Atli Barkarson (born 19 March 2001) is an Icelandic professional footballer who plays as a left-back for Norwegian First Division club Sogndal, and the Iceland national team.

==Club career==
Atli joined the youth academy of Völsungur in 2012 and was promoted to the first team in 2017. He made seven appearances and scored two goals in the 2. deild karla that season.

On 2 September 2017, Atli joined the youth team of Norwich City of the English Championship. After playing for the club's under-18 team for the first year, he signed his first professional contract on 30 June 2018. In August 2019, Atli left the club to join Fredrikstad FK of the Norwegian First Division. During his short stint with the club, he made three league appearances.
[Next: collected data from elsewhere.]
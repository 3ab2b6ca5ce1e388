// SPDX-License-Identifier: GPL-3.0-only

//! Qualified LV names and permission modes

use std::fmt;
use std::str::FromStr;

use serde::{Deserialize, Serialize};
use thiserror::Error;

/// A token that was expected to be a qualified `VG/LV` name but is not.
#[derive(Debug, Error)]
#[error("not a qualified VG/LV name: {0}")]
pub struct InvalidQualifiedName(pub String);

/// The qualified name of a logical volume: volume group plus LV name.
///
/// Displays as `VG/LV`, the form the LVM tools accept everywhere a
/// volume has to be addressed.
#[derive(Debug, Clone, PartialEq, Eq, Hash, Serialize, Deserialize)]
pub struct LvmName {
    /// Owning volume group name
    pub vg_name: String,

    /// Logical volume name within the group
    pub lv_name: String,
}

impl LvmName {
    /// Build a qualified name from its two halves.
    pub fn new(vg_name: impl Into<String>, lv_name: impl Into<String>) -> Self {
        Self {
            vg_name: vg_name.into(),
            lv_name: lv_name.into(),
        }
    }
}

impl fmt::Display for LvmName {
    fn fmt(&self, f: &mut fmt::Formatter<'_>) -> fmt::Result {
        write!(f, "{}/{}", self.vg_name, self.lv_name)
    }
}

impl FromStr for LvmName {
    type Err = InvalidQualifiedName;

    fn from_str(s: &str) -> Result<Self, Self::Err> {
        match s.split_once('/') {
            Some((vg, lv)) if !vg.is_empty() && !lv.is_empty() && !lv.contains('/') => {
                Ok(Self::new(vg, lv))
            }
            _ => Err(InvalidQualifiedName(s.to_string())),
        }
    }
}

/// Permission mode of a logical volume.
#[derive(Debug, Clone, Copy, PartialEq, Eq, Serialize, Deserialize)]
pub enum Permission {
    /// Volume may not be written to (`lvchange --permission r`)
    ReadOnly,

    /// Volume is writable (`lvchange --permission rw`)
    ReadWrite,
}

impl Permission {
    /// The flag value `lvchange --permission` expects.
    pub fn as_flag(self) -> &'static str {
        match self {
            Permission::ReadOnly => "r",
            Permission::ReadWrite => "rw",
        }
    }
}

impl fmt::Display for Permission {
    fn fmt(&self, f: &mut fmt::Formatter<'_>) -> fmt::Result {
        let mode = match self {
            Permission::ReadOnly => "read-only",
            Permission::ReadWrite => "read-write",
        };
        write!(f, "{mode}")
    }
}

#[cfg(test)]
mod tests {
    use super::*;

    #[test]
    fn qualified_name_round_trips() {
        let name = LvmName::new("HostVG", "Base-0");
        assert_eq!(name.to_string(), "HostVG/Base-0");

        let parsed: LvmName = name.to_string().parse().unwrap();
        assert_eq!(parsed, name);
    }

    #[test]
    fn rejects_unqualified_tokens() {
        assert!("plainword".parse::<LvmName>().is_err());
        assert!("/leading".parse::<LvmName>().is_err());
        assert!("trailing/".parse::<LvmName>().is_err());
        assert!("a/b/c".parse::<LvmName>().is_err());
    }

    #[test]
    fn permission_flags() {
        assert_eq!(Permission::ReadOnly.as_flag(), "r");
        assert_eq!(Permission::ReadWrite.as_flag(), "rw");
    }
}
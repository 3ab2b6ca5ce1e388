// SPDX-License-Identifier: GPL-3.0-only

//! Recording command runner for unit tests
//!
//! Report output is keyed by the `-o` field list an invocation asks
//! for, so one fake can answer permission, activation, and size probes
//! independently; non-report commands fall back to a per-program table.

use std::collections::HashMap;
use std::sync::{Arc, Mutex};

use crate::error::{LvmError, Result};
use crate::invoker::{CommandRunner, LvmCommand};

pub(crate) struct FakeRunner {
    calls: Mutex<Vec<(String, Vec<String>)>>,
    field_outputs: Mutex<HashMap<String, String>>,
    program_outputs: Mutex<HashMap<String, String>>,
    fail_matching: Mutex<Vec<String>>,
}

impl FakeRunner {
    pub fn new() -> Arc<Self> {
        Arc::new(Self {
            calls: Mutex::new(Vec::new()),
            field_outputs: Mutex::new(HashMap::new()),
            program_outputs: Mutex::new(HashMap::new()),
            fail_matching: Mutex::new(Vec::new()),
        })
    }

    /// Canned report output for invocations selecting `fields` via `-o`.
    pub fn set_output(&self, fields: &str, output: &str) {
        self.field_outputs
            .lock()
            .unwrap()
            .insert(fields.to_string(), output.to_string());
    }

    /// Canned output for a program that is not a field report.
    pub fn set_program_output(&self, program: &str, output: &str) {
        self.program_outputs
            .lock()
            .unwrap()
            .insert(program.to_string(), output.to_string());
    }

    /// Fail any call whose program name or argument contains `needle`.
    pub fn fail_matching(&self, needle: &str) {
        self.fail_matching.lock().unwrap().push(needle.to_string());
    }

    /// Arguments of every recorded call to `program`, in order.
    pub fn calls_for(&self, program: &str) -> Vec<Vec<String>> {
        self.calls
            .lock()
            .unwrap()
            .iter()
            .filter(|(name, _)| name == program)
            .map(|(_, args)| args.clone())
            .collect()
    }

    /// Program names of every recorded call, in order.
    pub fn programs(&self) -> Vec<String> {
        self.calls
            .lock()
            .unwrap()
            .iter()
            .map(|(name, _)| name.clone())
            .collect()
    }

    fn record(&self, program: &str, args: &[&str]) -> Result<()> {
        self.calls.lock().unwrap().push((
            program.to_string(),
            args.iter().map(|a| a.to_string()).collect(),
        ));
        let failures = self.fail_matching.lock().unwrap();
        let hit = failures
            .iter()
            .any(|needle| program.contains(needle.as_str()) || args.iter().any(|a| a.contains(needle.as_str())));
        if hit {
            return Err(LvmError::CommandFailed {
                command: program.to_string(),
                status: 5,
                stderr: "injected failure".to_string(),
            });
        }
        Ok(())
    }

    fn output_for(&self, program: &str, args: &[&str]) -> String {
        if let Some(pos) = args.iter().position(|a| *a == "-o") {
            if let Some(fields) = args.get(pos + 1) {
                if let Some(output) = self.field_outputs.lock().unwrap().get(*fields) {
                    return output.clone();
                }
            }
        }
        self.program_outputs
            .lock()
            .unwrap()
            .get(program)
            .cloned()
            .unwrap_or_default()
    }
}

impl CommandRunner for Arc<FakeRunner> {
    fn invoke(&self, command: LvmCommand, args: &[&str]) -> Result<String> {
        let program = command.binary();
        self.record(program, args)?;
        Ok(self.output_for(program, args))
    }

    fn run(&self, program: &str, args: &[&str]) -> Result<String> {
        self.record(program, args)?;
        Ok(self.output_for(program, args))
    }
}
// SPDX-License-Identifier: GPL-3.0-only

//! Re-applying persisted packages into a new layer
//!
//! After a successful OS upgrade the orchestration layer hands over the
//! previous and the newly created layer volumes. The new layer's
//! filesystem is mounted read-write, checked for release
//! compatibility, given the host's `/var` via a bind mount, and the
//! persisted package set is reinstalled inside an isolated container.

use std::fs;
use std::path::{Path, PathBuf};
use std::process::Command;

use imglayer_lvm::LogicalVolume;
use tracing::{debug, info};
use uuid::Uuid;

use crate::error::{PersistError, Result};
use crate::mount::{BindMounted, Mounted};
use crate::release::SystemRelease;

/// Where persisted packages are collected on the host.
pub const PERSISTED_RPMS_DIR: &str = "/var/imglayer/persisted-rpms";

const RELEASE_MARKER: &str = "etc/system-release-cpe";
const HOST_RELEASE_MARKER: &str = "/etc/system-release-cpe";
const KERNEL_CMDLINE: &str = "/proc/cmdline";

/// Emitted once packages have been persisted into a new layer.
#[derive(Debug, Clone, PartialEq, Eq)]
pub struct PersistedEvent {
    /// Name of the previous layer's volume
    pub previous_lv_name: String,

    /// Qualified name of the new layer's volume
    pub new_lv_name: String,
}

/// Reinstall the persisted package set into the new layer.
///
/// Skipped (but still reported as persisted) while a kickstart
/// installation is running, since the installer lays down packages
/// itself.
pub fn reinstall_persisted_rpms(
    previous: &LogicalVolume,
    new: &LogicalVolume,
) -> Result<PersistedEvent> {
    let cmdline = fs::read_to_string(KERNEL_CMDLINE).unwrap_or_default();
    if cmdline.contains("inst.ks") {
        info!("Not reinstalling RPMs during system installation");
    } else {
        let device = new.path()?;
        let new_fs = Mounted::new(&device)?;

        let new_release = SystemRelease::from_file(&new_fs.path(RELEASE_MARKER))?;
        let host_release = SystemRelease::from_file(Path::new(HOST_RELEASE_MARKER))?;
        if !new_release.is_compatible_with(&host_release) {
            return Err(PersistError::UnsupportedRelease(format!(
                "{new_release:?} does not match the host ({host_release:?})"
            )));
        }

        let _var = BindMounted::new(Path::new("/var"), &new_fs.path("var"))?;
        install_rpms(&new_fs)?;
    }

    Ok(PersistedEvent {
        previous_lv_name: previous.lv_name().to_string(),
        new_lv_name: new.qualified_name(),
    })
}

fn install_rpms(new_fs: &Mounted) -> Result<()> {
    let rpms = persisted_rpms(Path::new(PERSISTED_RPMS_DIR))?;
    if rpms.is_empty() {
        debug!("No persisted RPMs to reinstall");
        return Ok(());
    }

    // The container would mint a fresh machine-id into the layer;
    // stash the real one aside for the duration.
    let machine_id = new_fs.path("etc/machine-id");
    let backup = machine_id.with_extension("bak");
    fs::rename(&machine_id, &backup)?;
    let outcome = run_reinstall(new_fs.target(), &rpms);
    fs::rename(&backup, &machine_id)?;
    outcome
}

fn run_reinstall(root: &Path, rpms: &[PathBuf]) -> Result<()> {
    // Plain `rpm -Uvh` is enough: dependencies were persisted along
    // with the packages, so no repository setup is needed.
    let machine_uuid = Uuid::new_v4().simple().to_string();
    let mut command = Command::new("systemd-nspawn");
    command
        .arg("--uuid")
        .arg(&machine_uuid)
        .arg("--machine")
        .arg(machine_name())
        .arg("-D")
        .arg(root)
        .arg("rpm")
        .arg("-Uvh")
        .args(rpms);
    debug!("Running {command:?}");

    let output = command.output()?;
    if !output.status.success() {
        let stderr = String::from_utf8_lossy(&output.stderr).trim().to_string();
        return Err(PersistError::Reinstall(stderr));
    }
    Ok(())
}

fn persisted_rpms(dir: &Path) -> std::io::Result<Vec<PathBuf>> {
    let entries = match fs::read_dir(dir) {
        Ok(entries) => entries,
        Err(err) if err.kind() == std::io::ErrorKind::NotFound => return Ok(Vec::new()),
        Err(err) => return Err(err),
    };
    let mut rpms: Vec<PathBuf> = entries
        .filter_map(|entry| entry.ok())
        .map(|entry| entry.path())
        .filter(|path| path.extension().is_some_and(|ext| ext == "rpm"))
        .collect();
    rpms.sort();
    Ok(rpms)
}

fn machine_name() -> String {
    fs::read_to_string("/etc/hostname")
        .ok()
        .map(|name| name.trim().to_string())
        .filter(|name| !name.is_empty())
        .unwrap_or_else(|| "imglayer".to_string())
}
In 2020, Atli returned to Iceland and signed for Víkingur Reykjavík of the Úrvalsdeild. He appeared in the team's single 2020–21 UEFA Europa League match, a 1–2 elimination defeat to NK Olimpija Ljubljana of the Slovenia PrivaLiga.
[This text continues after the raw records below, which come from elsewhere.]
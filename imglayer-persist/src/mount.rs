// SPDX-License-Identifier: GPL-3.0-only

//! Mount guards
//!
//! Thin wrappers over the `mount`/`umount` tools that undo themselves
//! on drop, so a failing persistence run never leaves a layer mounted.

use std::path::{Path, PathBuf};
use std::process::Command;

use tempfile::TempDir;
use tracing::{debug, warn};

use crate::error::{PersistError, Result};

fn mount_tool(args: &[&std::ffi::OsStr]) -> Result<()> {
    debug!("Running mount {args:?}");
    let output = Command::new("mount").args(args).output()?;
    if !output.status.success() {
        let stderr = String::from_utf8_lossy(&output.stderr).trim().to_string();
        return Err(PersistError::Mount(stderr));
    }
    Ok(())
}

fn unmount(target: &Path) {
    let result = Command::new("umount").arg(target).output();
    match result {
        Ok(output) if output.status.success() => {}
        Ok(output) => {
            let stderr = String::from_utf8_lossy(&output.stderr);
            warn!("Failed unmounting {}: {}", target.display(), stderr.trim());
        }
        Err(err) => warn!("Failed running umount for {}: {err}", target.display()),
    }
}

/// A device mounted read-write on a private temporary directory,
/// unmounted (and the directory removed) on drop.
pub struct Mounted {
    dir: TempDir,
}

impl Mounted {
    /// Mount `device` on a fresh temporary directory.
    pub fn new(device: &str) -> Result<Self> {
        let dir = tempfile::Builder::new().prefix("imglayer-").tempdir()?;
        mount_tool(&[device.as_ref(), dir.path().as_os_str()])?;
        debug!("Mounted {device} on {}", dir.path().display());
        Ok(Self { dir })
    }

    /// The mount target directory.
    pub fn target(&self) -> &Path {
        self.dir.path()
    }

    /// A path inside the mounted tree; `relative` may carry a leading
    /// slash.
    pub fn path(&self, relative: &str) -> PathBuf {
        self.dir.path().join(relative.trim_start_matches('/'))
    }
}

impl Drop for Mounted {
    fn drop(&mut self) {
        unmount(self.dir.path());
    }
}

/// A bind mount of an existing directory into another tree, undone on
/// drop.
pub struct BindMounted {
    target: PathBuf,
}

impl BindMounted {
    /// Bind-mount `source` onto `target`.
    pub fn new(source: &Path, target: &Path) -> Result<Self> {
        mount_tool(&[
            "--bind".as_ref(),
            source.as_os_str(),
            target.as_os_str(),
        ])?;
        debug!(
            "Bind-mounted {} on {}",
            source.display(),
            target.display()
        );
        Ok(Self {
            target: target.to_path_buf(),
        })
    }
}

impl Drop for BindMounted {
    fn drop(&mut self) {
        unmount(&self.target);
    }
}
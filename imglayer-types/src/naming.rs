// SPDX-License-Identifier: GPL-3.0-only

//! Naming rules for volume groups and logical volumes
//!
//! The rule follows blivet: LVM itself allows `vgname + lvname` up to
//! 126 characters minus an unspecified number of hyphen-dependent
//! reservations, so a hard cap of 55 per name stays safely inside that.

/// Maximum accepted length for a single VG or LV name.
pub const MAX_NAME_LEN: usize = 55;

/// Check whether `name` is acceptable as a VG or LV name.
///
/// Rejects `.` and `..`, names longer than [`MAX_NAME_LEN`], names
/// starting with `-`, and any character outside `[A-Za-z0-9+_.-]`.
/// Must be consulted before every create or rename; the LVM tools are
/// not the place to find out a name is bad.
pub fn is_name_valid(name: &str) -> bool {
    if name == "." || name == ".." {
        return false;
    }

    let mut chars = name.chars();
    let Some(first) = chars.next() else {
        return false;
    };
    if !is_name_start(first) {
        return false;
    }
    if !chars.all(is_name_char) {
        return false;
    }

    name.len() <= MAX_NAME_LEN
}

fn is_name_start(c: char) -> bool {
    c.is_ascii_alphanumeric() || matches!(c, '+' | '_' | '.')
}

fn is_name_char(c: char) -> bool {
    is_name_start(c) || c == '-'
}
On 27 January 2022, it was confirmed that Atli had joined Danish Superliga club SønderjyskE on a deal until 30th of June 2026. On August 19, 2024, Belgian Challenger Pro League club Zulte Waregem confirmed that they had signed Barkarson on a deal until 30th of June 2026.

On 2 February 2026, Atli joined Norwegian First Division side Sogndal Fotball on a contract until 2028.

==International career==
Atli was called up to the senior national team for a friendlies against Uganda and South Korea in January 2022. He made his senior international debut as a starter in the first match, an eventual 1–1 draw, on 12 January 2022.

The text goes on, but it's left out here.